The sawtail grouper (Mycteroperca prionura) is a species of marine ray-finned fish, a grouper from the subfamily Epinephelinae which is part of the family Serranidae, which also includes the anthias and sea basses. It is endemic to the western coasts of Mexico. The sawtail grouper commonly lives on fields of large boulders with gorgonians and black corals.

==Description==
The sawtail grouper has a body which is elongated, robust and compressed, with its depth being the same at the origin of the dorsal fin as it is at the origin of the anal fin. The depth of the body is less than the length of the head. The preopercle is angular, with a serrated lobe its angle.
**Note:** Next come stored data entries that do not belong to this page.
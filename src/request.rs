//! Calculation requests.
//!
//! A request names every parameter explicitly: client data, ruleset, `as_of`
//! date and scenario. None of them has a default.

use std::collections::BTreeMap;
use std::fmt;

use chrono::{DateTime, NaiveDate, Utc};
use serde::{Deserialize, Serialize};

use crate::decimal::{range_issue, Quantity};
use crate::digest::{digest_json, INPUTS_DOMAIN, REQUEST_DOMAIN};
use crate::error::{CalcError, ValidationError};
use crate::fact::FactId;
use crate::reference::validate_identifier;
use crate::rule::Topic;
use crate::ruleset::RulesetId;
use crate::scenario::ScenarioId;

/// Maximum number of client data fields per request.
pub const MAX_CLIENT_FIELDS: usize = 512;

/// Structured client data: named quantities.
#[derive(Debug, Clone, Default, PartialEq, Eq, Serialize, Deserialize)]
#[serde(transparent)]
pub struct ClientData {
    fields: BTreeMap<String, Quantity>,
}

impl ClientData {
    /// Creates empty client data.
    #[must_use]
    pub fn new() -> Self {
        Self::default()
    }

    /// Adds a field.
    #[must_use]
    pub fn with(mut self, field: impl Into<String>, value: Quantity) -> Self {
        self.fields.insert(field.into(), value);
        self
    }

    /// Inserts or replaces a field.
    pub fn insert(&mut self, field: impl Into<String>, value: Quantity) {
        self.fields.insert(field.into(), value);
    }

    /// Looks up a field.
    #[must_use]
    pub fn get(&self, field: &str) -> Option<&Quantity> {
        self.fields.get(field)
    }

    /// Number of fields.
    #[must_use]
    pub fn len(&self) -> usize {
        self.fields.len()
    }

    /// Returns true if there are no fields.
    #[must_use]
    pub fn is_empty(&self) -> bool {
        self.fields.is_empty()
    }

    /// Field names in sorted order.
    pub fn field_names(&self) -> impl Iterator<Item = &str> {
        self.fields.keys().map(String::as_str)
    }

    /// Stable hash of the client data.
    ///
    /// # Errors
    ///
    /// Returns `CalcError::Internal` if serialization fails.
    pub fn inputs_hash(&self) -> Result<InputsHash, CalcError> {
        Ok(InputsHash(digest_json(INPUTS_DOMAIN, &self.fields)?))
    }
}

/// Hex blake3 digest of a request's client data.
#[derive(Debug, Clone, PartialEq, Eq, Hash, PartialOrd, Ord, Serialize, Deserialize)]
#[serde(transparent)]
pub struct InputsHash(String);

impl InputsHash {
    /// Returns the hex string.
    #[must_use]
    pub fn as_str(&self) -> &str {
        &self.0
    }
}

impl fmt::Display for InputsHash {
    fn fmt(&self, f: &mut fmt::Formatter<'_>) -> fmt::Result {
        f.write_str(&self.0)
    }
}

/// Key that makes `run` safe to retry.
#[derive(Debug, Clone, PartialEq, Eq, Hash, PartialOrd, Ord, Serialize, Deserialize)]
#[serde(transparent)]
pub struct IdempotencyKey(String);

impl IdempotencyKey {
    /// Creates a caller-supplied key.
    #[must_use]
    pub fn new(key: impl Into<String>) -> Self {
        Self(key.into())
    }

    /// Returns the key string.
    #[must_use]
    pub fn as_str(&self) -> &str {
        &self.0
    }
}

impl fmt::Display for IdempotencyKey {
    fn fmt(&self, f: &mut fmt::Formatter<'_>) -> fmt::Result {
        f.write_str(&self.0)
    }
}

/// Outcome of a completed `run`, recorded under its idempotency key.
#[derive(Debug, Clone, PartialEq, Eq, Serialize, Deserialize)]
pub struct IdempotencyRecord {
    /// The key the run was submitted under.
    pub key: IdempotencyKey,
    /// Fingerprint of the request that used the key.
    pub fingerprint: IdempotencyKey,
    /// Facts returned by the run, in dependency order.
    pub fact_ids: Vec<FactId>,
    /// When the run completed.
    pub recorded_at: DateTime<Utc>,
}

/// A single calculation request.
#[derive(Debug, Clone, PartialEq, Eq, Serialize, Deserialize)]
pub struct CalculationRequest {
    /// Client data.
    pub client_data: ClientData,
    /// Ruleset to calculate against.
    pub ruleset_id: RulesetId,
    /// Date the calculation is evaluated at.
    pub as_of: NaiveDate,
    /// Scenario the resulting facts belong to.
    pub scenario_id: ScenarioId,
    /// Topics to compute; empty means every topic in force at `as_of`.
    #[serde(default)]
    pub targets: Vec<Topic>,
    /// Caller-supplied idempotency key.
    #[serde(default)]
    pub idempotency_key: Option<IdempotencyKey>,
}

#[derive(Serialize)]
struct RequestFingerprint<'a> {
    client_data: &'a ClientData,
    ruleset_id: &'a RulesetId,
    as_of: NaiveDate,
    scenario_id: &'a ScenarioId,
    targets: Vec<&'a Topic>,
}

impl CalculationRequest {
    /// Creates a request. All four parameters are mandatory.
    #[must_use]
    pub fn new(client_data: ClientData, ruleset_id: RulesetId, as_of: NaiveDate, scenario_id: ScenarioId) -> Self {
        Self {
            client_data,
            ruleset_id,
            as_of,
            scenario_id,
            targets: Vec::new(),
            idempotency_key: None,
        }
    }

    /// Restricts the calculation to the given topics (and their dependencies).
    #[must_use]
    pub fn with_targets(mut self, targets: impl IntoIterator<Item = impl Into<Topic>>) -> Self {
        self.targets = targets.into_iter().map(Into::into).collect();
        self
    }

    /// Sets a caller-supplied idempotency key.
    #[must_use]
    pub fn with_idempotency_key(mut self, key: impl Into<String>) -> Self {
        self.idempotency_key = Some(IdempotencyKey::new(key));
        self
    }

    /// Hash over every input of the request (targets in sorted order).
    ///
    /// # Errors
    ///
    /// Returns `CalcError::Internal` if serialization fails.
    pub fn fingerprint(&self) -> Result<IdempotencyKey, CalcError> {
        let mut targets: Vec<&Topic> = self.targets.iter().collect();
        targets.sort();
        targets.dedup();
        let fingerprint = RequestFingerprint {
            client_data: &self.client_data,
            ruleset_id: &self.ruleset_id,
            as_of: self.as_of,
            scenario_id: &self.scenario_id,
            targets,
        };
        Ok(IdempotencyKey(digest_json(REQUEST_DOMAIN, &fingerprint)?))
    }

    /// The caller's key, or the fingerprint when none was supplied.
    ///
    /// # Errors
    ///
    /// Returns `CalcError::Internal` if serialization fails.
    pub fn effective_idempotency_key(&self) -> Result<IdempotencyKey, CalcError> {
        match &self.idempotency_key {
            Some(key) => Ok(key.clone()),
            None => self.fingerprint(),
        }
    }

    /// Validates identifiers and sizes.
    ///
    /// # Errors
    ///
    /// Returns the first `ValidationError` found.
    pub fn validate(&self) -> Result<(), ValidationError> {
        self.ruleset_id.validate()?;
        validate_identifier("scenario_id", self.scenario_id.as_str())?;
        if self.client_data.len() > MAX_CLIENT_FIELDS {
            return Err(ValidationError::FieldTooLong {
                field: "client_data".to_string(),
                max_length: MAX_CLIENT_FIELDS,
            });
        }
        for (field, value) in &self.client_data.fields {
            validate_identifier("client_data field", field)?;
            if let Some(reason) = range_issue(&value.amount) {
                return Err(ValidationError::PrecisionExceeded {
                    field: field.clone(),
                    reason,
                });
            }
        }
        for topic in &self.targets {
            topic.validate()?;
        }
        if let Some(key) = &self.idempotency_key {
            validate_identifier("idempotency_key", key.as_str())?;
        }
        Ok(())
    }
}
The dorsal fin contains 11 spines and 16-18 soft rays while the anal fin contains 3 spines and 10-12 soft rays. The membranes between the dorsal fin spines are not incised. The caudal fin is rounded or truncate. The juveniles are pale grey or whitish in colour with small brown spots and a few bigger ellipsoid brown blotches. The adults are similar but have more numerous spots and the blotches are indistinct. This species attains a total length of 105 cm and a maximum published weight of 14.1 kg.

==Distribution==
The sawtail grouper is found in the eastern Pacific Ocean where it is endemic to Mexico where it occurs from Baja California and the Gulf of California south to Puerto Vallarta.

==Habitat and biology==
The sawtail grouper is found at depths from 10 to 90 m. It occurs in rocky reefs and it is commonest in areas where there are large boulders with gorgonians and black corals. This is a predatory species which feeds on small fishes in daytime and crustaceans at night. It is thought that it is a protogynous hermaphrodite with the older reproductively functional females changing to males. This is a very rare species and its behaviour is little known. It is known that they form spawning aggregations, frequently in association with Mycteroperca rosacea and these have been observed in April and May.

==Taxonomy==
The sawtail grouper was first formally described in 1967 by the American ichthyologists Richard Heinrich Rosenblatt (1930-2014) and Bernard J. Zahuranec with the type locality given as the Inner Gorda Bank in Baja California Sur.

==Utilisation==
The sawtail grouper is considered to be an excellent food fish and is an important target species, among other grouper species, for small scale fisheries in the northern Gulf of California. It is also a popular quarry for game fishing. Poachers fish illegally at night for sawtails grouper using spears, hookah breathing apparatus and lights, taking a significant number of fish.